General and administrative expenses, which focus on general
corporate related activities, were $3.5 million for the three
months ended June 30, 2022, compared to $2.8 million for the three
months ended June 30, 2021, representing an increase of 24%. This
increase was primarily due to an increase in professional fees
associated with the proposed merger with Cend Therapeutics,
Inc.
Overall, net losses were $6.6 million and $5.7 million for the
three months ended June 30, 2022 and June 30, 2021,
respectively.
In order to provide Cend with capital for its development
programs prior to the closing of the merger, the Company made an
investment of $10 million in Cend in connection with a
collaboration agreement to maintain development momentum of the
Cend pipeline.
Balance Sheet Highlights
As of June 30, 2022, the Company had cash,
cash equivalents and marketable securities of approximately $73
million, which is net of our $10 million investment in Cend and
which we believe positions us well relative to the projected
capital obligations for our existing development programs as well
as our cash and investments balance target at the time of the
closing of the merger with Cend.
Conference Call
Information
Caladrius will hold a live conference call today, August 4, 2022,
at 4:30 p.m. (EDT) to discuss financial results, provide a business
update and answer questions.
The Company is utilizing a new conference call service. Those
wishing to participate must register for the conference call by way
of the following link: CLICK HERE TO REGISTER. Registered
participants will receive an email containing conference call
details for dial-in options. To avoid delays, we encourage
participants to dial into the conference call fifteen minutes ahead
of the scheduled start time.
A live webcast of the call will also be accessible under the
Investors & News section of the Caladrius website and will be
available for replay beginning two hours after the conclusion of
the call for 12 months.
About Caladrius Biosciences
Caladrius Biosciences, Inc. is a clinical-stage
biopharmaceutical company dedicated to the development of
innovative therapies designed to treat or reverse disease. We
currently are developing first-in-class autologous cell therapy
products based on the finely tuned mechanisms for self-repair that
exist in the human body. Our technology leverages and enables these
mechanisms in the form of specific cells, using formulations and
modes of delivery unique to each medical indication.
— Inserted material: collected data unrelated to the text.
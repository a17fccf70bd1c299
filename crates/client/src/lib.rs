//! Client code for nps-explorer.
//!
//! This crate provides the HTTP fetch capability, park page extraction, the
//! park directory client and the nearby-places client used by the CLI.

pub mod directory;
pub mod extract;
pub mod fetch;
pub mod places;

#[cfg(test)]
mod testing;

pub use directory::{RegionDirectory, SiteDirectory};
pub use extract::{Extractor, NO_ADDRESS, NO_PHONE, NO_ZIPCODE, SiteExtractor, SiteRecord, extract_site};
pub use fetch::{FetchClient, FetchConfig, Fetcher};
pub use places::{NearbyPlace, PlacesClient, PlacesConfig, PlacesRequest};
The Company’s current product candidates include: XOWNA®
(CLBS16), the subject of both a recently completed positive Phase
2a study and an ongoing Phase 2b study (www.freedom-trial.com) in
the U.S. for the treatment of coronary microvascular dysfunction
(“CMD”); CLBS12 (HONEDRA® in Japan), recipient of a SAKIGAKE
designation in Japan and eligible for early conditional approval
for the treatment of critical limb ischemia (“CLI”) and Buerger’s
disease based on the results of an ongoing clinical trial; and
CLBS201, designed to assess the safety and efficacy of CD34+ cell
therapy as a treatment for diabetic kidney disease (“DKD”). For
more information on the Company, please visit
www.caladrius.com.
The Company recently announced that it has signed a definitive
merger agreement with Cend Therapeutics, Inc. (www.cendrx.com) to
form Lisata Therapeutics. Upon closing, Lisata will be a publicly
traded company with an advanced clinical development pipeline and
strong balance sheet, which is expected to fund product candidates
to their next development milestone. The merger is expected to
close in the third quarter of 2022.
Forward-Looking Statements
This communication contains “forward-looking statements” that
involve substantial risks and uncertainties for purposes of the
safe harbor provided by the Private Securities Litigation Reform
Act of 1995. All statements, other than statements of historical
facts, included in this communication regarding strategy, future
operations, future financial position, future revenue, projected
expenses, prospects, plans and objectives of management are
forward-looking statements. In addition, when or if used in
this communication, the words “may,” “could,” “should,”
“anticipate,” “believe,” “estimate,” “expect,” “intend,” “plan,”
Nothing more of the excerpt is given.